Saved entries
+++
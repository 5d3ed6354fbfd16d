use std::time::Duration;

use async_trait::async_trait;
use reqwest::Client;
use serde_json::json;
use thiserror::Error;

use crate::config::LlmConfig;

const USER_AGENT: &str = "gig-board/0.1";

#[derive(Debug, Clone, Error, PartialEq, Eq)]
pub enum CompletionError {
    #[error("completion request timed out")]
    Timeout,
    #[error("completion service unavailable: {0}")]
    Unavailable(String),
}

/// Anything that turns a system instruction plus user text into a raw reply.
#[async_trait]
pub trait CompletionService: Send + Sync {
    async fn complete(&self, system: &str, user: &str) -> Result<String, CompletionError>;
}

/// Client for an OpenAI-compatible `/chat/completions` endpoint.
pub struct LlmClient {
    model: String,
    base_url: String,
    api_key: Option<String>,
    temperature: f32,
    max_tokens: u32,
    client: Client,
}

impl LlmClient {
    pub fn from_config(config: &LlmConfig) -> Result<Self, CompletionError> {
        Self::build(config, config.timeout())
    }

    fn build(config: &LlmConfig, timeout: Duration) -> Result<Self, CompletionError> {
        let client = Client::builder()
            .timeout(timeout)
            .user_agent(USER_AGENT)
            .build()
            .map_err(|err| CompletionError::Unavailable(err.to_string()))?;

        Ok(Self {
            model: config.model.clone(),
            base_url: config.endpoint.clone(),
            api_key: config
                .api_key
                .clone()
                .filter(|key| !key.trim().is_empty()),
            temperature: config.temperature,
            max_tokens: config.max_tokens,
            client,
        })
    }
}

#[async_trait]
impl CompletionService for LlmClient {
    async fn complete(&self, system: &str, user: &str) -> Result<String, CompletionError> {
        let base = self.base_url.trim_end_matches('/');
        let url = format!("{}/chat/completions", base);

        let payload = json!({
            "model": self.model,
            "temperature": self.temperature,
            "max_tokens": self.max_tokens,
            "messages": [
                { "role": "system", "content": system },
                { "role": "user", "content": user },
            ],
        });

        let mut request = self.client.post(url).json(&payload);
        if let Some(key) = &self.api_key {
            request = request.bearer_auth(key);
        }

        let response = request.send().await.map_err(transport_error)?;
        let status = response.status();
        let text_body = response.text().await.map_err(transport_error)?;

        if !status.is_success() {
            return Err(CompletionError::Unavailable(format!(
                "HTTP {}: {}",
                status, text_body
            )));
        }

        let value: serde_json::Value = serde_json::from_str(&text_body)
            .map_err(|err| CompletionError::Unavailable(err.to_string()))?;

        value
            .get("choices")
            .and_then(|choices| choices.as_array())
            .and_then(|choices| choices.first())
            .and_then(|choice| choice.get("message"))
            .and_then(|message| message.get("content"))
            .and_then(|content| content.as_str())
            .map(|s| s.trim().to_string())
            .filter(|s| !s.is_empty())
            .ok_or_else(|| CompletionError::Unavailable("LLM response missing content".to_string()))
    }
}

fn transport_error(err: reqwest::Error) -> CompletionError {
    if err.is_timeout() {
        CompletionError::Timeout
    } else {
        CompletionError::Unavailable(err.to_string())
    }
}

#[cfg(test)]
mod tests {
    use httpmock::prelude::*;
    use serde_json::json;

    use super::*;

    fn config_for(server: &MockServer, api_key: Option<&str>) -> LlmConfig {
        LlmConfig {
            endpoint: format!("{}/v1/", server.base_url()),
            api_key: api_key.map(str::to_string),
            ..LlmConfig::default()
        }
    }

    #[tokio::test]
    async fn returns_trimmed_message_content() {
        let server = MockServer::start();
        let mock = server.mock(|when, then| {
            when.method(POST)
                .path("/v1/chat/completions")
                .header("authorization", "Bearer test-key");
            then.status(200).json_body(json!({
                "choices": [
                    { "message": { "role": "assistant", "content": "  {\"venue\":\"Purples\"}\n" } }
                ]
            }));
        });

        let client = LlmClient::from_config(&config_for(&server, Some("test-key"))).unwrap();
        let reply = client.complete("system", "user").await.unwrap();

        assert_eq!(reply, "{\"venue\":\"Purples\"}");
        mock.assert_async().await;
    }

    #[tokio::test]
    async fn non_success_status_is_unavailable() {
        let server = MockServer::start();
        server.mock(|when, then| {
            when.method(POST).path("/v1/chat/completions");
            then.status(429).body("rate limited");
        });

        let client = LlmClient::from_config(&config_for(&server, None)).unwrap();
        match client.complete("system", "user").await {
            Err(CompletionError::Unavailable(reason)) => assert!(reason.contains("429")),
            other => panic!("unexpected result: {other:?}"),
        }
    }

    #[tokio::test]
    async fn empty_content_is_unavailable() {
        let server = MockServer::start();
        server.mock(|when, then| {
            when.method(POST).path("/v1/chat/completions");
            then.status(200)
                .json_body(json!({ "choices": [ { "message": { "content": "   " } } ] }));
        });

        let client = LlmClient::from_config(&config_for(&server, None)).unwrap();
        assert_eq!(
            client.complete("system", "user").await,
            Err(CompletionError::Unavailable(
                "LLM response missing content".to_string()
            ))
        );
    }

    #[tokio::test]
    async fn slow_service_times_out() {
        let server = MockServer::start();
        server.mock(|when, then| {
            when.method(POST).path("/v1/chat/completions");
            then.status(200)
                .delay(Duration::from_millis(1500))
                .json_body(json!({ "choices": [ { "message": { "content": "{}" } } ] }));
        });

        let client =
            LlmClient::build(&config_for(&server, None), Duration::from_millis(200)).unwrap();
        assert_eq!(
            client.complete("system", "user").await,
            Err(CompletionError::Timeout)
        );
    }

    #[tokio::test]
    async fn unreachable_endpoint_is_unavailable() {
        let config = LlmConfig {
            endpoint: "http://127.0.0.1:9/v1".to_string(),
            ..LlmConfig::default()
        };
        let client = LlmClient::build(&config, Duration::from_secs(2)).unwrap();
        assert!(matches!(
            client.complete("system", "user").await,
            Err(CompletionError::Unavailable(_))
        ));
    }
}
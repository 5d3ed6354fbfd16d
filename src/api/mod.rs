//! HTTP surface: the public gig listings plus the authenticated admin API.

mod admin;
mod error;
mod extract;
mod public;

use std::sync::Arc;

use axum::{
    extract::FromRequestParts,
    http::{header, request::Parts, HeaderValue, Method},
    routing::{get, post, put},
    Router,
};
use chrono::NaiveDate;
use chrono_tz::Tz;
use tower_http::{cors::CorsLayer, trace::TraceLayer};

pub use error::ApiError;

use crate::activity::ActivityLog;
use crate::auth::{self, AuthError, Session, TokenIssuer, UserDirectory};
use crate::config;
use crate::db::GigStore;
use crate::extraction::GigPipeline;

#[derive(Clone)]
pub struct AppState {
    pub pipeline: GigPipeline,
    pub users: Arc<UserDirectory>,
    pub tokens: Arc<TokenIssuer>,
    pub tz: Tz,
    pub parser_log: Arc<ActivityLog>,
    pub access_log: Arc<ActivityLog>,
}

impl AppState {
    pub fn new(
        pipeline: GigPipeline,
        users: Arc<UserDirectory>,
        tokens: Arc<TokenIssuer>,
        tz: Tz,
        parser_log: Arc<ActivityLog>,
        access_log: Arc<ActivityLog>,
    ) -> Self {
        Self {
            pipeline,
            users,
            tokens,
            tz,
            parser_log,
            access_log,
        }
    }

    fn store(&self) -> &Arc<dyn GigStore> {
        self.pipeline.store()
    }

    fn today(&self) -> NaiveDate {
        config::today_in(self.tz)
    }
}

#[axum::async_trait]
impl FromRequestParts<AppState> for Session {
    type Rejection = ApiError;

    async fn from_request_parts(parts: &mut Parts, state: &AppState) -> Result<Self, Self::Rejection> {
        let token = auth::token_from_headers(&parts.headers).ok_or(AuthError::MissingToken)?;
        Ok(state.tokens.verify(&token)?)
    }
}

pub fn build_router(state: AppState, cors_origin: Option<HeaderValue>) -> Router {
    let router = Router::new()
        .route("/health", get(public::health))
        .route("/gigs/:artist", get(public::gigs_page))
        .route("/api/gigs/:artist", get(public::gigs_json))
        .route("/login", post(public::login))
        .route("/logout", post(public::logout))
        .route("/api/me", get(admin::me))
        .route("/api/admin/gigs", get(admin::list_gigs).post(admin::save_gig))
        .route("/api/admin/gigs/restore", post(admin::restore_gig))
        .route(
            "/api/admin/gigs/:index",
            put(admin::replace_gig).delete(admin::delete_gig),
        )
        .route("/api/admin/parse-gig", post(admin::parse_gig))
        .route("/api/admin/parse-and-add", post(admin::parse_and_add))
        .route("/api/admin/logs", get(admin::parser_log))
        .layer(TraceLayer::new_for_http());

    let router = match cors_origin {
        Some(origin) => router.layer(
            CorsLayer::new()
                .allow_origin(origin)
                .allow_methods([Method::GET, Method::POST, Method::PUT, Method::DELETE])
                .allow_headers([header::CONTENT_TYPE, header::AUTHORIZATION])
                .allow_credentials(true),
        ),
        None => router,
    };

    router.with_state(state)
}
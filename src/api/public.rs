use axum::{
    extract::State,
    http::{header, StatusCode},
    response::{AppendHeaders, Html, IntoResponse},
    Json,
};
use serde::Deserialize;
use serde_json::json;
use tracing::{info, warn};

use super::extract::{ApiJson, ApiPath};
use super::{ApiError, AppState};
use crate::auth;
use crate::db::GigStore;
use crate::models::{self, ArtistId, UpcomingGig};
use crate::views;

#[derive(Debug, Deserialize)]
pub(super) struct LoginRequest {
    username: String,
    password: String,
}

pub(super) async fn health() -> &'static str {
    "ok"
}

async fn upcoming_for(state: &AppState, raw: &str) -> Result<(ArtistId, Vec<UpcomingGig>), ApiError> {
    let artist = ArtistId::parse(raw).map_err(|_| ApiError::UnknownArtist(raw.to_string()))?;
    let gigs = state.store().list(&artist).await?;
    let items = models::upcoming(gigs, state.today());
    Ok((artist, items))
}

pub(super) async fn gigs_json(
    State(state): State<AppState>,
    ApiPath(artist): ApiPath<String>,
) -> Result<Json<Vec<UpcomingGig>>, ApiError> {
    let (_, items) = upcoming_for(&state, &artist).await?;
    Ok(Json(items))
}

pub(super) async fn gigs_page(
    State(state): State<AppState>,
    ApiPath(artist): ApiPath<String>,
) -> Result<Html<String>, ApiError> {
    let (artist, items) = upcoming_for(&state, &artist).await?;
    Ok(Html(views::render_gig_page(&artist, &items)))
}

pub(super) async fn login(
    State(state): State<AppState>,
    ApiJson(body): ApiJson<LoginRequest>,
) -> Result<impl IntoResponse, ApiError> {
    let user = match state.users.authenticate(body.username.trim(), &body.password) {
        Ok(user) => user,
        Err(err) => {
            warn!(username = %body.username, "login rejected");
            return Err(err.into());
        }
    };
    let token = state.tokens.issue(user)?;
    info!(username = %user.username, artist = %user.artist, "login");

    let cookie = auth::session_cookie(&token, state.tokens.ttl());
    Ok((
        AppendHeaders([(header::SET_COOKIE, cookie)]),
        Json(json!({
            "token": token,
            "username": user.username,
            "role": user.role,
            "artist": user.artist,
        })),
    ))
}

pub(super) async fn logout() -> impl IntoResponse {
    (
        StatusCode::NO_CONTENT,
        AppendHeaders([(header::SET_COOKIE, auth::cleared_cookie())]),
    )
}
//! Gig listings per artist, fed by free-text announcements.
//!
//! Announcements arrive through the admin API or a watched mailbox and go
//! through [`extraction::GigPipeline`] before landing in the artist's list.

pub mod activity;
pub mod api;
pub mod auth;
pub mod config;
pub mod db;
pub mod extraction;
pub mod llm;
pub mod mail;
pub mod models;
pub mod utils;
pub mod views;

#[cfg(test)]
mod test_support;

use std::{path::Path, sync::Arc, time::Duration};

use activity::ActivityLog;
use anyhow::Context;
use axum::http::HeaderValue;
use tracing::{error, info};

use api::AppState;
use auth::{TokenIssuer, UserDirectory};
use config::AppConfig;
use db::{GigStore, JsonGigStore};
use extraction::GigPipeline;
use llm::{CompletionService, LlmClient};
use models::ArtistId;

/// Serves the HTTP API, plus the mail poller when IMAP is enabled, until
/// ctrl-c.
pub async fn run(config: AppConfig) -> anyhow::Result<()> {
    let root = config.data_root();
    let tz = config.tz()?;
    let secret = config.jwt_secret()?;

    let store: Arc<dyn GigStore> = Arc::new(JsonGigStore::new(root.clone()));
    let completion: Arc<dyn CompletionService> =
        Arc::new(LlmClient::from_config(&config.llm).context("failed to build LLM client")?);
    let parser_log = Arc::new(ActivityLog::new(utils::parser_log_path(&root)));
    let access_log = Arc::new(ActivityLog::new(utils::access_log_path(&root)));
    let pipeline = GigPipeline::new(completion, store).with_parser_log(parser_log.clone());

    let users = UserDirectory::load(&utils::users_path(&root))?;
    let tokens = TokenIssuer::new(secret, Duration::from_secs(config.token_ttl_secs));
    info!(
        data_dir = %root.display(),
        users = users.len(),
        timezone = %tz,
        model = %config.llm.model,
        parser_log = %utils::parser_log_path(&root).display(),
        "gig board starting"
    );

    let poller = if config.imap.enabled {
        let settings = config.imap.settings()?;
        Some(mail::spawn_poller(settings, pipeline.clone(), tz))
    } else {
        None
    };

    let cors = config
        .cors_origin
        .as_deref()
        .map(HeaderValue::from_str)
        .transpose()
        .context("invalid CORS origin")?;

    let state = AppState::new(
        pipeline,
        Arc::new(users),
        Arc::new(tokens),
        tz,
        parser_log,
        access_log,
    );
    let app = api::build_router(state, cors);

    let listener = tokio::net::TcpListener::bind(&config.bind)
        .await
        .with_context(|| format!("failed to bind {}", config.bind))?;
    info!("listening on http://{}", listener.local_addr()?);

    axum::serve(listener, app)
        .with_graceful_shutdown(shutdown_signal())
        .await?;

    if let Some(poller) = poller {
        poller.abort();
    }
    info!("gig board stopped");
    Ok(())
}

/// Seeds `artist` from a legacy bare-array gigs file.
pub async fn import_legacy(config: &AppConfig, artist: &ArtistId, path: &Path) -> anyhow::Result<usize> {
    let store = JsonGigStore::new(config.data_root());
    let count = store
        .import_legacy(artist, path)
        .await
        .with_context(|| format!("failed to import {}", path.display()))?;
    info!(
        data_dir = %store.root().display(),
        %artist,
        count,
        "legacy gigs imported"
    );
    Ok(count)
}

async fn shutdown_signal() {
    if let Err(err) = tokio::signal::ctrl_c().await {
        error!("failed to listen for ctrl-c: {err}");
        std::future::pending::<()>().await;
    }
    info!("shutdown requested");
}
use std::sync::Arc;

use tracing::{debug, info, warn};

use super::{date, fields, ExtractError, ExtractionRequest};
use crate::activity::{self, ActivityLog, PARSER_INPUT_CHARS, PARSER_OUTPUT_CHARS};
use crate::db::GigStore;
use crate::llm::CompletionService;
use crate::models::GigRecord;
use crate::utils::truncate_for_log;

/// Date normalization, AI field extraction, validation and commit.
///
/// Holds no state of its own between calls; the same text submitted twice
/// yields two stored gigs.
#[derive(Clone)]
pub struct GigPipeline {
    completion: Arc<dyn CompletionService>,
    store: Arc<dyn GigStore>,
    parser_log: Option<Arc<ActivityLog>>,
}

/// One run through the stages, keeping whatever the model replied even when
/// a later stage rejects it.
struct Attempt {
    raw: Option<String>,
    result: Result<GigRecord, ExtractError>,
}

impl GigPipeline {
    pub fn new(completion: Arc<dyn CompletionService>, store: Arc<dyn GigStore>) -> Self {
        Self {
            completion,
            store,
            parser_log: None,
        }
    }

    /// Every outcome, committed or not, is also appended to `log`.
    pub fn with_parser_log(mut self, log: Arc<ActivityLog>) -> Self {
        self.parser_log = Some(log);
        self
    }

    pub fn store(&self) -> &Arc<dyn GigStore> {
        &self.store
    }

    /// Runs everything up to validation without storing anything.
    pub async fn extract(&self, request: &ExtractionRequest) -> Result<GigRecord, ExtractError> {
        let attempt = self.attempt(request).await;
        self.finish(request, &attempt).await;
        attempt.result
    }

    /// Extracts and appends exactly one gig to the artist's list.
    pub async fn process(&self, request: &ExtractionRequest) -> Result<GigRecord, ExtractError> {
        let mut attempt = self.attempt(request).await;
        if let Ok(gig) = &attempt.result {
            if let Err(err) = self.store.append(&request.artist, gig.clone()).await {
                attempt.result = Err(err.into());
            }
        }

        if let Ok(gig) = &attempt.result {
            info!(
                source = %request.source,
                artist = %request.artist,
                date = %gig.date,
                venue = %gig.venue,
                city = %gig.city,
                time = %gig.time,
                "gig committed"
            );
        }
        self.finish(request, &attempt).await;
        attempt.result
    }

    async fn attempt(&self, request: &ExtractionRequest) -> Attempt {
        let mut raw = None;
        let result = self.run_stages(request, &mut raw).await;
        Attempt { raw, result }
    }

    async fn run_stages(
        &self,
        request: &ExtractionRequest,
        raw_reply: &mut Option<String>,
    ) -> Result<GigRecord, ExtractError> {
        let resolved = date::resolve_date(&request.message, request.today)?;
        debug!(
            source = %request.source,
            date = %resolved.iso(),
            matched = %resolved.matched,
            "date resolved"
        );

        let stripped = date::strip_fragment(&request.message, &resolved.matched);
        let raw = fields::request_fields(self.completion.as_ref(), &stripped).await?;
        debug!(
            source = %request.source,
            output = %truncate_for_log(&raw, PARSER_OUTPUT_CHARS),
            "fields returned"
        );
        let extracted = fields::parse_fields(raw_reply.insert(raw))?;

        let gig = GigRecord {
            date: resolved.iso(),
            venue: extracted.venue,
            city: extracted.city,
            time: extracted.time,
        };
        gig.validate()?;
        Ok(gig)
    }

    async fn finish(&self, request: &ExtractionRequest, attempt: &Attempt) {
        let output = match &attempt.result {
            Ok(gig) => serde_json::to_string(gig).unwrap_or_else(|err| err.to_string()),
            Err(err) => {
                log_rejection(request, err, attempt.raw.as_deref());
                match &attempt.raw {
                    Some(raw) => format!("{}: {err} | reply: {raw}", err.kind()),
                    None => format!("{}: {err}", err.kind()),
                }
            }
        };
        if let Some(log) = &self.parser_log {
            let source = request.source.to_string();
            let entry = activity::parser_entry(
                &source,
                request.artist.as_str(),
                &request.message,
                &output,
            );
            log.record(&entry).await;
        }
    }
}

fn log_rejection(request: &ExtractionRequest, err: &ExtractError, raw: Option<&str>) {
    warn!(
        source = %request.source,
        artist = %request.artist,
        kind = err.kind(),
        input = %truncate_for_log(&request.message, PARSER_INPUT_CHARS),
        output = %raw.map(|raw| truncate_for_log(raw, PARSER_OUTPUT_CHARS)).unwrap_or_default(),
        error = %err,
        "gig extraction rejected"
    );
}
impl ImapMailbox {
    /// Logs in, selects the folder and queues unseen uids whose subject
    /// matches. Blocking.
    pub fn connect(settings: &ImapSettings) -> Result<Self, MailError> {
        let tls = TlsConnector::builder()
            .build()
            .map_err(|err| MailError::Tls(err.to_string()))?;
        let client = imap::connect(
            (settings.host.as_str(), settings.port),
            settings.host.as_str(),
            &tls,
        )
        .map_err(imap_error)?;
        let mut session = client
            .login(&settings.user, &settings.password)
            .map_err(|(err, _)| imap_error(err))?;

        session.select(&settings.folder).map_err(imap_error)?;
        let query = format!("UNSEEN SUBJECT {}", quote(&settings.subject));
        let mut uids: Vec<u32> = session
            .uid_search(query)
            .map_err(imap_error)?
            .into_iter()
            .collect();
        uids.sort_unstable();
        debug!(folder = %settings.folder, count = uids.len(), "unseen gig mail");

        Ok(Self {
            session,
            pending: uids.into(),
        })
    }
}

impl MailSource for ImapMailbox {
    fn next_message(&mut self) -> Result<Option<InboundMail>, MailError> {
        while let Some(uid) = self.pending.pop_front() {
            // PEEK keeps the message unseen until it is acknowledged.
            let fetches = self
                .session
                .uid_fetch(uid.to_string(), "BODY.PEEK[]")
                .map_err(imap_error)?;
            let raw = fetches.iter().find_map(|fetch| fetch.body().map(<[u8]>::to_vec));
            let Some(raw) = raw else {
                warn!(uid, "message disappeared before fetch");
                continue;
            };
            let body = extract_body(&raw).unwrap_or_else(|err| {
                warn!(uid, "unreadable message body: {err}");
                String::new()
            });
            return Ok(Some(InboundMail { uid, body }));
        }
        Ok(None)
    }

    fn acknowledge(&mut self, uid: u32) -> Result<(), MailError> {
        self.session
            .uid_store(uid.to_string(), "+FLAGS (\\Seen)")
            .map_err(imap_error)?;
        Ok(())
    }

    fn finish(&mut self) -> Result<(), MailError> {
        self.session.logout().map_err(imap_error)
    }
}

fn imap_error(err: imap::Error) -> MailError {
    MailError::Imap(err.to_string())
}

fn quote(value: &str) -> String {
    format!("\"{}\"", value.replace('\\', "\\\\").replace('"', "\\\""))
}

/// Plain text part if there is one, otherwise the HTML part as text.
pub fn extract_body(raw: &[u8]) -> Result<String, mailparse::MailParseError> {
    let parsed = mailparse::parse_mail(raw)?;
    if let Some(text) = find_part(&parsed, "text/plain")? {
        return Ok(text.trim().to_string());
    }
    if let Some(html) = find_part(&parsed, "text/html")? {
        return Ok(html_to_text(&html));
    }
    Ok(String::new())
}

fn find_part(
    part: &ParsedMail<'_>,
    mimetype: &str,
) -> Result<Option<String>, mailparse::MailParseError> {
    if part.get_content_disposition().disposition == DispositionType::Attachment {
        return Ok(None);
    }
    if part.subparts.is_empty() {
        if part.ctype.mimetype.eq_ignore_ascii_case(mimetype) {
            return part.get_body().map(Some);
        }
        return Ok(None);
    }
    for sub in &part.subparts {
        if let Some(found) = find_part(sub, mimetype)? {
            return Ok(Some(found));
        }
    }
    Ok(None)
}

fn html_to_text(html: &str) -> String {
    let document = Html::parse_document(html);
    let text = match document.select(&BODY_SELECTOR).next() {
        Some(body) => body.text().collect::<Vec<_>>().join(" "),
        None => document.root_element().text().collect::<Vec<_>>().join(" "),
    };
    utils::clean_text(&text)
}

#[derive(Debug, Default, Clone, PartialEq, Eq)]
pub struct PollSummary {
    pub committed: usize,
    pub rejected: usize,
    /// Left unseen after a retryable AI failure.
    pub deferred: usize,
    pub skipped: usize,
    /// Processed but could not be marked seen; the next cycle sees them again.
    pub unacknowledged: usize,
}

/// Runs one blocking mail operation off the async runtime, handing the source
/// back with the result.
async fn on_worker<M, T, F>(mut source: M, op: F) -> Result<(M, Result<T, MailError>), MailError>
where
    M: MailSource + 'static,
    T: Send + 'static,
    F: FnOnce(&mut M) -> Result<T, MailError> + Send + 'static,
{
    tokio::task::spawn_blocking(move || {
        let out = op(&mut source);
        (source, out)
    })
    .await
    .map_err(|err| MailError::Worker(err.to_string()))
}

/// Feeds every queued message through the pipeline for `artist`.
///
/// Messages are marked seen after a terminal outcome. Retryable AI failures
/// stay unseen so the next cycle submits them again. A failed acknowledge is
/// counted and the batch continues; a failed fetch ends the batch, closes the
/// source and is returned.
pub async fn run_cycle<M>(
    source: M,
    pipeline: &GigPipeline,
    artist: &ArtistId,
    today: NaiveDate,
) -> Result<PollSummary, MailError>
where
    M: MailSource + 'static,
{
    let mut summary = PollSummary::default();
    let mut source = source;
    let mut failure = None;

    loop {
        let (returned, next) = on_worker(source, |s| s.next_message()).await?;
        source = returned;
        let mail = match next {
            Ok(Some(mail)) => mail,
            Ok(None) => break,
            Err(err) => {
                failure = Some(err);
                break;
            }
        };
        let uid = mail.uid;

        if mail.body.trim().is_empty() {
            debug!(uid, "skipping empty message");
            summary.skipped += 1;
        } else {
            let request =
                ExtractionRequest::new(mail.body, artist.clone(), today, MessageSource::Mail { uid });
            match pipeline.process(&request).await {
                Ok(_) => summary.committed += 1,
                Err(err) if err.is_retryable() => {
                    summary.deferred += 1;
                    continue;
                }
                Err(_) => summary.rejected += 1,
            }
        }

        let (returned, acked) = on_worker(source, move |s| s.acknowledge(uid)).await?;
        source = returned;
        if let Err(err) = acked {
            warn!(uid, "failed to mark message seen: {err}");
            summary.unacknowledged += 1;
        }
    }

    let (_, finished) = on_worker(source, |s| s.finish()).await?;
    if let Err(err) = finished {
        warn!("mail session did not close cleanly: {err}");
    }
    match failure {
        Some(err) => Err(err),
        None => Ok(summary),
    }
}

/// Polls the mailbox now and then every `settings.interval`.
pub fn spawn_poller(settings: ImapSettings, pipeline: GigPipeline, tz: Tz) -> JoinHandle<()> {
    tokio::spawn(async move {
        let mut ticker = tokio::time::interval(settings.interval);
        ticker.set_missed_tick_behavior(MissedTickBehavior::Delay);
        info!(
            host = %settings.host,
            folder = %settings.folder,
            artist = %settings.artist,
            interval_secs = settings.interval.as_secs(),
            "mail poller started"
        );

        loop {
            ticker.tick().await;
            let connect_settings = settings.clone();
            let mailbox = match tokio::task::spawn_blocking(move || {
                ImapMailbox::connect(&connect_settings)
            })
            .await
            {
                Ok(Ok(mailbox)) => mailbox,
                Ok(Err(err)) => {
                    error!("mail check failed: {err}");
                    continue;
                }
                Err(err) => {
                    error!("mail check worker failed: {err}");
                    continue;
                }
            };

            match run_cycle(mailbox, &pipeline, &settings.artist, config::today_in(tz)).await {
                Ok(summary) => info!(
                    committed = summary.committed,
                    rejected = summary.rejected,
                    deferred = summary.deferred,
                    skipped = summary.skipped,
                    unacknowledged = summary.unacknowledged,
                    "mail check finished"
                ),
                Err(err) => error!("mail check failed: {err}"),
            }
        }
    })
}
+++
▶ REQUIREMENT
Where does "finished" appear in the records above? Copy each line that holds it.

▶ SOLUTION BELOW
    let (_, finished) = on_worker(source, |s| s.finish()).await?;
    if let Err(err) = finished {
                    "mail check finished"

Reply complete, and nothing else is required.